Following Edward Sweet & Co., he joined with Edward Ludlow Hall (1872–1932) in real estate ventures. He later formed a partnership known as Mills & Whitehouse. It was dissolved and he joined John N. Golding to form Golding & Whitehouse, later Whitehouse & Porter with Clarence Porter, the only surviving son of Gen. Horace Porter, the U.S. Ambassador to France. After Porter's death, Whitehouse later founded his own real estate firm, Worthington Whitehouse Inc. in 1915, which rented and sold properties in New York, especially along Fifth Avenue and in Murray Hill, and in Newport, Rhode Island.

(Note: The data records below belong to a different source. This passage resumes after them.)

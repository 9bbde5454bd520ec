//! Control rod actuation and worth model
//!
//! Rod insertion is kept as a fixed-point integer between 0 (fully
//! withdrawn) and 4_000_000 (fully inserted). Worth is linear in insertion.

use serde::{Deserialize, Serialize};

/// Insertion of a rod in position units, always within
/// `[FULLY_WITHDRAWN, FULLY_INSERTED]`
#[derive(Debug, Clone, Copy, Default, PartialEq, Eq, PartialOrd, Ord, Hash, Serialize, Deserialize)]
#[serde(from = "u32", into = "u32")]
pub struct RodPosition(u32);

impl RodPosition {
    pub const FULLY_WITHDRAWN: RodPosition = RodPosition(0);
    pub const FULLY_INSERTED: RodPosition = RodPosition(4_000_000);

    /// Position units per unit of insertion fraction
    pub const SCALE: f64 = 4_000_000.0;

    pub fn new(units: u32) -> Self {
        Self(units.min(Self::FULLY_INSERTED.0))
    }

    /// Clamp a signed position, e.g. the result of stepping a position down
    /// past zero
    pub fn saturating_from_i64(units: i64) -> Self {
        Self(units.clamp(0, Self::FULLY_INSERTED.0 as i64) as u32)
    }

    pub fn units(self) -> u32 {
        self.0
    }

    /// 0.0 fully withdrawn, 1.0 fully inserted
    pub fn as_fraction(self) -> f64 {
        self.0 as f64 / Self::SCALE
    }

    /// Position in the 0..=999 range used by panel displays
    pub fn to_display_per_mille(self) -> u16 {
        (self.0 / (Self::FULLY_INSERTED.0 / 1000)).min(999) as u16
    }
}

impl From<u32> for RodPosition {
    fn from(units: u32) -> Self {
        Self::new(units)
    }
}

impl From<RodPosition> for u32 {
    fn from(position: RodPosition) -> Self {
        position.0
    }
}

/// A single control rod
#[derive(Debug, Clone, PartialEq, Serialize, Deserialize)]
pub struct ControlRod {
    current_position: RodPosition,
    target_position: RodPosition,
    /// Maximum travel in position units per simulated second
    speed_per_second: u32,
    /// Worth at full insertion [pcm]
    full_worth_pcm: f64,
}

impl ControlRod {
    /// Creates a rod resting at `position`, with its target equal to it
    pub fn new(position: u32, speed_per_second: u32, full_worth_pcm: f64) -> Self {
        let position = RodPosition::new(position);
        Self {
            current_position: position,
            target_position: position,
            speed_per_second,
            full_worth_pcm,
        }
    }

    pub fn current_position(&self) -> u32 {
        self.current_position.units()
    }

    pub fn current_position_as_fraction(&self) -> f64 {
        self.current_position.as_fraction()
    }

    pub fn set_current_position(&mut self, position: u32) {
        self.current_position = RodPosition::new(position);
    }

    pub fn target_position(&self) -> u32 {
        self.target_position.units()
    }

    pub fn target_position_as_fraction(&self) -> f64 {
        self.target_position.as_fraction()
    }

    pub fn set_target_position(&mut self, position: u32) {
        self.target_position = RodPosition::new(position);
    }

    pub fn speed_steps_per_second(&self) -> u32 {
        self.speed_per_second
    }

    pub fn set_speed_steps_per_second(&mut self, speed: u32) {
        self.speed_per_second = speed;
    }

    pub fn full_worth_pcm(&self) -> f64 {
        self.full_worth_pcm
    }

    pub fn is_at_target(&self) -> bool {
        self.current_position == self.target_position
    }

    /// Slam the rod fully in, bypassing the speed limit
    pub fn insert_fully(&mut self) {
        self.current_position = RodPosition::FULLY_INSERTED;
        self.target_position = RodPosition::FULLY_INSERTED;
    }

    /// Move towards the target by at most `speed * dt` whole position units.
    /// Never overshoots.
    pub fn move_towards_target(&mut self, delta_t_seconds: f64) {
        let remaining = self.target_position.units() as i64 - self.current_position.units() as i64;
        let max_delta = (delta_t_seconds * self.speed_per_second as f64).max(0.0) as i64;
        let delta = remaining.clamp(-max_delta, max_delta);

        self.current_position =
            RodPosition::saturating_from_i64(self.current_position.units() as i64 + delta);
    }

    /// Worth contributed at `position` [pcm], linear in insertion
    pub fn worth_at_position_pcm(&self, position: u32) -> f64 {
        (position as f64 / RodPosition::SCALE) * self.full_worth_pcm
    }

    /// Worth at the current position [pcm]
    pub fn worth_pcm(&self) -> f64 {
        self.worth_at_position_pcm(self.current_position.units())
    }
}

#[cfg(test)]
mod tests {
    use super::*;

    const WORTH: f64 = 4000.0 / 3.0;

    #[test]
    fn positions_clamp_instead_of_failing() {
        let mut rod = ControlRod::new(9_000_000, 1000, WORTH);
        assert_eq!(rod.current_position(), 4_000_000);
        assert_eq!(rod.target_position(), 4_000_000);

        rod.set_target_position(u32::MAX);
        assert_eq!(rod.target_position(), 4_000_000);
        rod.set_current_position(4_000_001);
        assert_eq!(rod.current_position(), 4_000_000);
        rod.set_current_position(0);
        assert_eq!(rod.current_position(), 0);
    }

    #[test]
    fn worth_is_exactly_linear() {
        let rod = ControlRod::new(0, 1000, WORTH);
        for position in (0..=4_000_000u32).step_by(123_457).chain([4_000_000]) {
            let expected = (position as f64 / 4_000_000.0) * WORTH;
            assert_eq!(rod.worth_at_position_pcm(position), expected);
        }
        assert_eq!(rod.worth_at_position_pcm(4_000_000), WORTH);
    }

    #[test]
    fn motion_is_speed_limited_in_both_directions() {
        let mut rod = ControlRod::new(1_000_000, 60_000, WORTH);
        rod.set_target_position(2_000_000);
        rod.move_towards_target(0.5);
        assert_eq!(rod.current_position(), 1_030_000);

        rod.set_target_position(0);
        rod.move_towards_target(1.0);
        assert_eq!(rod.current_position(), 970_000);
    }

    #[test]
    fn motion_never_overshoots_and_always_progresses() {
        let mut rod = ControlRod::new(0, 80_000, WORTH);
        rod.set_target_position(10_003);

        let mut previous_gap = rod.target_position().abs_diff(rod.current_position());
        for dt in [1e-4, 0.01, 0.05, 0.1, 3.0, 1e-4] {
            rod.move_towards_target(dt);
            let gap = rod.target_position().abs_diff(rod.current_position());
            assert!(gap <= previous_gap);
            let max_step = (dt * 80_000.0) as u32;
            assert_eq!(previous_gap - gap, max_step.min(previous_gap));
            previous_gap = gap;
        }
        assert!(rod.is_at_target());
    }

    #[test]
    fn sub_unit_steps_do_not_move_the_rod() {
        let mut rod = ControlRod::new(500, 5_000, WORTH);
        rod.set_target_position(0);
        rod.move_towards_target(1e-4);
        assert_eq!(rod.current_position(), 500);
    }

    #[test]
    fn insert_fully_bypasses_speed_limit() {
        let mut rod = ControlRod::new(0, 1, WORTH);
        rod.insert_fully();
        assert_eq!(rod.current_position(), 4_000_000);
        assert_eq!(rod.target_position(), 4_000_000);
        assert!((rod.worth_pcm() - WORTH).abs() < 1e-9);
    }

    #[test]
    fn display_mapping_stays_below_one_thousand() {
        assert_eq!(RodPosition::new(0).to_display_per_mille(), 0);
        assert_eq!(RodPosition::new(2_400_000).to_display_per_mille(), 600);
        assert_eq!(RodPosition::FULLY_INSERTED.to_display_per_mille(), 999);
    }
}
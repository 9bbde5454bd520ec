//! Error types for the reactor library
//!
//! Out-of-range rod positions and telemetry fields are clamped, never
//! rejected. Errors are reserved for configuration values that have no
//! sensible clamp target.

use thiserror::Error;

#[derive(Debug, Clone, PartialEq, Error)]
pub enum ReactorError {
    /// Simulation time step must be finite and strictly positive
    #[error("invalid time step {0} s: must be finite and > 0")]
    InvalidTimeStep(f64),

    #[error("invalid reactor configuration: {0}")]
    InvalidConfig(String),
}
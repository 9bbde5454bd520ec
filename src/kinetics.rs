//! Point kinetics with six delayed neutron precursor groups
//!
//! Explicit Euler integration of
//!
//! ```text
//! dN/dt  = N (ρ - β_eff) / Λ + Σ λ_i C_i + S
//! dC_i/dt = β_i / Λ · N - λ_i C_i
//! ```

use serde::{Deserialize, Serialize};

use crate::config::DelayedGroupConfig;

pub const NUM_DELAYED_GROUPS: usize = 6;

/// One lumped group of delayed neutron emitters
#[derive(Debug, Clone, Copy, PartialEq, Serialize, Deserialize)]
pub struct PrecursorGroup {
    /// Delayed neutron fraction β_i
    pub fraction: f64,
    /// Decay constant λ_i [1/s]
    pub decay_constant: f64,
    /// Precursor population C_i
    pub population: f64,
}

impl PrecursorGroup {
    /// dC_i/dt for the given neutron population
    pub fn rate(&self, neutron_population: f64, prompt_lifetime_seconds: f64) -> f64 {
        self.fraction / prompt_lifetime_seconds * neutron_population
            - self.decay_constant * self.population
    }

    /// Delayed neutrons emitted per second, λ_i C_i
    pub fn emission_rate(&self) -> f64 {
        self.decay_constant * self.population
    }
}

/// The six precursor groups, indexed 0..5
#[derive(Debug, Clone, PartialEq, Serialize, Deserialize)]
pub struct DelayedNeutronGroups {
    groups: [PrecursorGroup; NUM_DELAYED_GROUPS],
}

impl DelayedNeutronGroups {
    /// Empty groups (no precursors yet) with the given nuclear data
    pub fn new(data: &[DelayedGroupConfig; NUM_DELAYED_GROUPS]) -> Self {
        Self {
            groups: data.map(|group| PrecursorGroup {
                fraction: group.fraction,
                decay_constant: group.decay_constant,
                population: 0.0,
            }),
        }
    }

    pub fn groups(&self) -> &[PrecursorGroup; NUM_DELAYED_GROUPS] {
        &self.groups
    }

    pub fn get(&self, index: usize) -> Option<&PrecursorGroup> {
        self.groups.get(index)
    }

    pub fn populations(&self) -> [f64; NUM_DELAYED_GROUPS] {
        self.groups.map(|group| group.population)
    }

    pub fn beta_effective(&self) -> f64 {
        self.groups.iter().map(|group| group.fraction).sum()
    }

    /// Σ λ_i C_i
    pub fn total_emission_rate(&self) -> f64 {
        self.groups.iter().map(PrecursorGroup::emission_rate).sum()
    }

    /// Advance every group by one step. Populations are floored at zero.
    pub fn step(&mut self, neutron_population: f64, prompt_lifetime_seconds: f64, dt: f64) {
        for group in &mut self.groups {
            let rate = group.rate(neutron_population, prompt_lifetime_seconds);
            group.population = (group.population + rate * dt).max(0.0);
        }
    }
}

/// dN/dt for the current neutron population and unitless reactivity
pub fn neutron_rate(
    neutron_population: f64,
    reactivity: f64,
    prompt_lifetime_seconds: f64,
    precursors: &DelayedNeutronGroups,
    source_per_second: f64,
) -> f64 {
    let balanced_reactivity = reactivity - precursors.beta_effective();
    neutron_population * balanced_reactivity / prompt_lifetime_seconds
        + precursors.total_emission_rate()
        + source_per_second
}
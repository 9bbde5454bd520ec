//! Operator panel: switches, buttons and indicator lamps
//!
//! These are the operator-facing inputs to the engine. The runtime applies
//! them between ticks.

use serde::{Deserialize, Serialize};

use crate::config::constants::REGULATING_ROD_MIN_AUTO_POSITION;
use crate::control_rod::RodPosition;
use crate::error::ReactorError;
use crate::reactor::{ReactorEngine, RodKind};

/// Steps between two toggles of the SCRAM lamp
pub const SCRAM_LAMP_TOGGLE_STEPS: u64 = 5000;

/// Highest Cherenkov glow level, reached at the power scram limit
pub const CHERENKOV_MAX_LEVEL: u16 = 1000;

/// State of the panel switches and the SCRAM button
#[derive(Debug, Clone, Copy, PartialEq, Eq, Serialize, Deserialize)]
pub struct PanelInputs {
    pub scram_button: bool,
    pub scrams_enabled: bool,
    pub active_cooling: bool,
    pub automatic_control: bool,
}

impl Default for PanelInputs {
    fn default() -> Self {
        Self {
            scram_button: false,
            scrams_enabled: true,
            active_cooling: true,
            automatic_control: true,
        }
    }
}

/// Requests sent by the operator to the engine context
#[derive(Debug, Clone, Copy, PartialEq, Serialize, Deserialize)]
pub enum OperatorCommand {
    Scram,
    SetTargetPower(u32),
    SetTimeStep(f64),
    SetPanel(PanelInputs),
}

#[derive(Debug, Default, Clone, Copy)]
pub struct ControlPanel;

impl ControlPanel {
    /// Apply the panel switches to the engine
    pub fn apply(inputs: &PanelInputs, engine: &mut ReactorEngine) {
        if inputs.scram_button && !engine.in_scram() {
            log::info!("SCRAM button pressed");
            engine.scram();
        }

        engine.scrams_enabled = inputs.scrams_enabled;
        engine.active_cooling_enabled = inputs.active_cooling;

        // Manual to automatic: start the balancing from a known rod layout
        if inputs.automatic_control && !engine.automatic_control && !engine.in_scram() {
            log::info!("Switching to automatic control");
            engine
                .rod_mut(RodKind::Safety)
                .set_target_position(RodPosition::FULLY_WITHDRAWN.units());
            engine
                .rod_mut(RodKind::Regulating)
                .set_target_position(REGULATING_ROD_MIN_AUTO_POSITION);
            engine
                .rod_mut(RodKind::Compensating)
                .set_target_position(RodPosition::FULLY_WITHDRAWN.units());
        }
        engine.automatic_control = inputs.automatic_control;
    }

    pub fn execute(command: OperatorCommand, engine: &mut ReactorEngine) -> Result<(), ReactorError> {
        match command {
            OperatorCommand::Scram => {
                engine.scram();
                Ok(())
            }
            OperatorCommand::SetTargetPower(watts) => {
                engine.set_target_thermal_power_watts(watts);
                Ok(())
            }
            OperatorCommand::SetTimeStep(dt) => engine.set_time_delta_seconds(dt),
            OperatorCommand::SetPanel(inputs) => {
                Self::apply(&inputs, engine);
                Ok(())
            }
        }
    }
}

/// Panel lamps and gauges derived from the engine state
#[derive(Debug, Clone, Copy, PartialEq, Eq, Serialize, Deserialize)]
pub struct Indicators {
    pub scram_lamp: bool,
    pub cherenkov_level: u16,
    /// Rod positions in 0..=999 for the panel gauges
    pub rod_gauges: [u16; 3],
}

impl Indicators {
    pub fn from_engine(engine: &ReactorEngine) -> Self {
        let scram_lamp = engine.in_scram()
            && (engine.steps_since_scram_started() / SCRAM_LAMP_TOGGLE_STEPS) % 2 == 0;

        let glow = engine.power_watts() / engine.config().power_scram_watts
            * CHERENKOV_MAX_LEVEL as f64;
        let cherenkov_level = glow.clamp(0.0, CHERENKOV_MAX_LEVEL as f64) as u16;

        let rod_gauges = RodKind::ALL
            .map(|kind| RodPosition::new(engine.rod(kind).current_position()).to_display_per_mille());

        Self {
            scram_lamp,
            cherenkov_level,
            rod_gauges,
        }
    }
}
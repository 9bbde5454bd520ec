//! Time-series recorder for simulation runs

use ndarray::{aview1, Array2, ArrayView1, Axis};

use crate::reactor::ReactorEngine;

/// Column layout of a trace row
pub const TRACE_COLUMNS: [&str; 6] = [
    "time_s",
    "power_w",
    "fuel_temperature_c",
    "water_temperature_c",
    "reactivity_pcm",
    "regulating_target",
];

const POWER_COLUMN: usize = 1;

/// Samples the engine every `sample_every` steps
#[derive(Debug, Clone)]
pub struct Trace {
    sample_every: u64,
    samples: Array2<f64>,
}

impl Trace {
    pub fn new(sample_every: u64) -> Self {
        Self {
            sample_every: sample_every.max(1),
            samples: Array2::zeros((0, TRACE_COLUMNS.len())),
        }
    }

    pub fn sample_every(&self) -> u64 {
        self.sample_every
    }

    /// Record a row if the engine is on a sampling step
    pub fn observe(&mut self, engine: &ReactorEngine) {
        if engine.steps_elapsed() % self.sample_every == 0 {
            self.record(engine);
        }
    }

    /// Record a row unconditionally
    pub fn record(&mut self, engine: &ReactorEngine) {
        let row = [
            engine.time_elapsed_seconds(),
            engine.power_watts(),
            engine.fuel_temperature_celsius(),
            engine.water_temperature_celsius(),
            engine.reactivity_pcm(),
            engine.regulating_rod().target_position() as f64,
        ];
        // The row length always matches the column count
        if let Err(err) = self.samples.push_row(aview1(&row)) {
            log::error!("dropping trace sample: {err}");
        }
    }

    pub fn len(&self) -> usize {
        self.samples.nrows()
    }

    pub fn is_empty(&self) -> bool {
        self.len() == 0
    }

    pub fn samples(&self) -> &Array2<f64> {
        &self.samples
    }

    pub fn column(&self, index: usize) -> ArrayView1<'_, f64> {
        self.samples.column(index)
    }

    pub fn peak_power(&self) -> f64 {
        self.samples
            .column(POWER_COLUMN)
            .fold(0.0_f64, |peak, &power| peak.max(power))
    }

    pub fn to_csv(&self) -> String {
        let mut csv = TRACE_COLUMNS.join(",");
        csv.push('\n');
        for row in self.samples.axis_iter(Axis(0)) {
            let fields: Vec<String> = row.iter().map(|value| value.to_string()).collect();
            csv.push_str(&fields.join(","));
            csv.push('\n');
        }
        csv
    }
}
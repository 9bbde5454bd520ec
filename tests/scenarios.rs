use std::sync::Arc;
use std::time::Duration;

use tokio::sync::mpsc;
use triga_simulator_lib::commands::{OperatorCommand, PanelInputs};
use triga_simulator_lib::config::{load_config, InitialRodPositions};
use triga_simulator_lib::intercore::{RodTargets, SharedMemory};
use triga_simulator_lib::physics;
use triga_simulator_lib::reactor::ScramCause;
use triga_simulator_lib::runtime::{EngineLoop, ScheduledCommand};
use triga_simulator_lib::{
    run_simulation, run_simulation_with_operator, ReactorConfig, ReactorEngine, RodKind, RunOptions,
};

fn assert_close(actual: f64, expected: f64, tolerance: f64) {
    assert!(
        (actual - expected).abs() <= tolerance,
        "expected {expected}, got {actual}"
    );
}

fn subcritical_config() -> ReactorConfig {
    ReactorConfig {
        excess_reactivity_pcm: 0.0,
        ..ReactorConfig::default()
    }
}

#[test]
fn one_tick_from_rest_gives_the_expected_reactivity() {
    let config = ReactorConfig::default();
    let rod_worth = config.rod_worth_pcm();
    let mut engine = ReactorEngine::with_config(config).expect("default config is valid");
    engine.automatic_control = false;

    engine.tick();

    let fuel_feedback_20_c = 20.0 * (6.0 + (9.0 - 6.0) * 20.0 / 240.0);
    let expected = 3000.0 - (0.0 + 2_400_000.0 / 4_000_000.0 * rod_worth + 0.0) - fuel_feedback_20_c;
    assert_close(engine.reactivity_pcm(), expected, 1e-6);
    assert_close(engine.reactivity_pcm(), 2075.0, 1e-6);
}

#[test]
fn high_demand_with_withdrawn_rods_never_pushes_target_past_full_insertion() {
    let config = ReactorConfig {
        initial_rod_positions: InitialRodPositions {
            safety: 0,
            regulating: 0,
            compensating: 0,
        },
        target_thermal_power_watts: 1_000_000,
        ..ReactorConfig::default()
    };
    let mut engine = ReactorEngine::with_config(config).expect("valid config");
    assert!(engine.automatic_control);

    let mut previous = engine.regulating_rod().target_position();
    for _ in 0..5000 {
        engine.tick();
        let target = engine.regulating_rod().target_position();
        assert!(target >= previous, "target went from {previous} to {target}");
        assert!(target <= 4_000_000);
        assert!(target >= 2_400_000);
        previous = target;
    }
}

#[test]
fn automatic_control_inserts_the_regulating_rod_when_power_is_too_high() {
    let mut engine = ReactorEngine::with_config(subcritical_config()).expect("valid config");
    engine.set_target_thermal_power_watts(100);
    engine.set_neutron_population(100_000.0 / physics::calc_power_watts(1.0));

    let start = engine.regulating_rod().current_position();
    for _ in 0..50 {
        engine.tick();
        let rod = engine.regulating_rod();
        assert_eq!(rod.target_position(), rod.current_position() + 4000);
    }
    assert!(engine.regulating_rod().current_position() > start);
    assert!(!engine.in_scram());
}

#[test]
fn power_excursion_scrams_and_inserts_every_rod() {
    let mut engine = ReactorEngine::new();
    engine.automatic_control = false;
    // Prompt supercritical with the rods held where they are
    for _ in 0..20_000 {
        engine.tick();
        if engine.in_scram() {
            break;
        }
    }

    assert!(engine.in_scram());
    assert_eq!(engine.last_scram_cause(), Some(ScramCause::PowerLimit));
    for kind in RodKind::ALL {
        assert_eq!(engine.rod(kind).current_position(), 4_000_000);
        assert_eq!(engine.rod(kind).target_position(), 4_000_000);
    }
    assert!(engine.reactivity_pcm() > 0.0);

    // Next tick sees the inserted rods
    engine.tick();
    assert!(engine.reactivity_pcm() < 0.0);
    assert!(engine.water_temperature_celsius() >= 20.0);
}

#[test]
fn manual_targets_flow_through_shared_memory() {
    let mut engine = ReactorEngine::with_config(subcritical_config()).expect("valid config");
    engine.automatic_control = false;

    let shared = Arc::new(SharedMemory::for_engine(&engine));
    let (frames_tx, _frames_rx) = mpsc::channel(8);
    let mut engine_loop = EngineLoop::new(engine, Arc::clone(&shared), frames_tx);

    shared.write_rod_targets(RodTargets([0, 3_000_000, 0]));
    for _ in 0..10 {
        engine_loop.step();
    }

    let engine = engine_loop.engine();
    assert_eq!(engine.regulating_rod().target_position(), 3_000_000);
    // 28_000 units/s at 1e-4 s moves the rod two units per tick; the first
    // tick ran before the targets were adopted
    assert_eq!(engine.regulating_rod().current_position(), 2_400_018);

    let telemetry = shared.read_telemetry();
    assert_eq!(telemetry.rod_current_positions[1], 2_400_018);
    assert!(!telemetry.in_scram);
}

#[test]
fn shipped_config_file_loads() {
    let path = std::path::Path::new(env!("CARGO_MANIFEST_DIR")).join("config/triga.json");
    let config = load_config(&path).expect("shipped config should load");
    let defaults = ReactorConfig::default();

    assert_eq!(config.initial_rod_positions, defaults.initial_rod_positions);
    assert_eq!(config.regulating_rod_speed_per_second, 28_000);
    assert_eq!(config.target_thermal_power_watts, 20_001);
    assert_close(config.beta_effective(), defaults.beta_effective(), 1e-12);
    assert_close(config.power_scram_watts, 250_000.0, 1e-9);
    assert_close(config.fuel_feedback_240_c_pcm_per_c, 9.0, 1e-12);
}

#[tokio::test]
async fn short_run_streams_telemetry_to_the_display() {
    let options = RunOptions {
        duration_seconds: 0.05,
        time_speed: 50.0,
        display_period: Duration::from_millis(2),
        trace_sample_every: 100,
        ..RunOptions::default()
    };

    let report = run_simulation(ReactorConfig::default(), options)
        .await
        .expect("simulation should run");

    let steps = report.final_state.steps_elapsed;
    assert!((499..=510).contains(&steps), "ran {steps} steps");
    assert!(report.final_state.time_elapsed_seconds >= 0.05 - 1e-9);

    assert_eq!(report.frames_dropped, 0);
    assert_eq!(report.packets_received, 2 * (steps / 100));
    assert_eq!(report.display.water_temperature_celsius, 20);
    assert_eq!(report.trace.len() as u64, steps / 100);
    assert!(report.display_report.iterations >= 1);
}

#[tokio::test]
async fn manual_run_follows_operator_targets_and_scheduled_commands() {
    let options = RunOptions {
        duration_seconds: 0.2,
        time_speed: 20.0,
        display_period: Duration::from_millis(1),
        panel: PanelInputs {
            automatic_control: false,
            ..PanelInputs::default()
        },
        manual_targets: RodTargets([0, 3_000_000, 0]),
        commands: vec![ScheduledCommand {
            at_seconds: 0.1,
            command: OperatorCommand::SetTargetPower(5_000),
        }],
        ..RunOptions::default()
    };

    let report = run_simulation(subcritical_config(), options)
        .await
        .expect("simulation should run");

    let state = &report.final_state;
    assert!(!state.automatic_control);
    assert!(!state.scram_active);
    assert_eq!(state.target_thermal_power_watts, 5_000);
    assert_eq!(state.rod_target_positions, [0, 3_000_000, 0]);
    assert!(state.rod_current_positions[1] > 2_400_000);
    assert_eq!(report.display_report.shown_targets, RodTargets([0, 3_000_000, 0]));
}

#[tokio::test]
async fn operator_commands_reach_a_running_simulation() {
    let options = RunOptions {
        duration_seconds: 0.02,
        time_speed: 20.0,
        display_period: Duration::from_millis(1),
        ..RunOptions::default()
    };
    let (operator, commands) = mpsc::unbounded_channel();
    operator
        .send(OperatorCommand::SetTargetPower(7_000))
        .expect("receiver is alive");
    operator
        .send(OperatorCommand::SetPanel(PanelInputs {
            automatic_control: false,
            ..PanelInputs::default()
        }))
        .expect("receiver is alive");

    let report = run_simulation_with_operator(subcritical_config(), options, commands)
        .await
        .expect("simulation should run");

    let state = &report.final_state;
    assert_eq!(state.target_thermal_power_watts, 7_000);
    assert!(!state.automatic_control);
    assert!(state.steps_elapsed >= 199);
}

#[tokio::test]
async fn invalid_time_speed_is_rejected() {
    let options = RunOptions {
        time_speed: 0.0,
        ..RunOptions::default()
    };
    assert!(run_simulation(ReactorConfig::default(), options).await.is_err());
}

In 1921, he stepped down as president of his firm, Worthington Whitehouse Company, Inc., and appointed Newton Rae, his relative who was a friend of Albert Eugene Gallatin, as president in his place. In 1935, several years after his death, his firm was dissolved and its president, Newton Rae, and officers joined Douglas L. Elliman & Co.

===Society life===
Whitehouse was a member of the infamous "Four Hundred" of New York Society, as dictated by Mrs. Astor and Ward McAllister and published in The New York Times on February 16, 1892. He was known for being the master of the cotillion, along with Cathleen Neilson Vanderbilt, the wife of Reginald Claypoole Vanderbilt. In 1914, he accompanied Alfred Gwynne Vanderbilt, among others, to the opening of Verdi's Un ballo in maschera at the Metropolitan Opera.

He was a member of the Knickerbocker Club, Racquet and Tennis Club, and was a member of the Delta Phi fraternity.

Whitehouse, who did not marry, died on February 14, 1922, at his home, Worthington Farms in Elmsford, New York.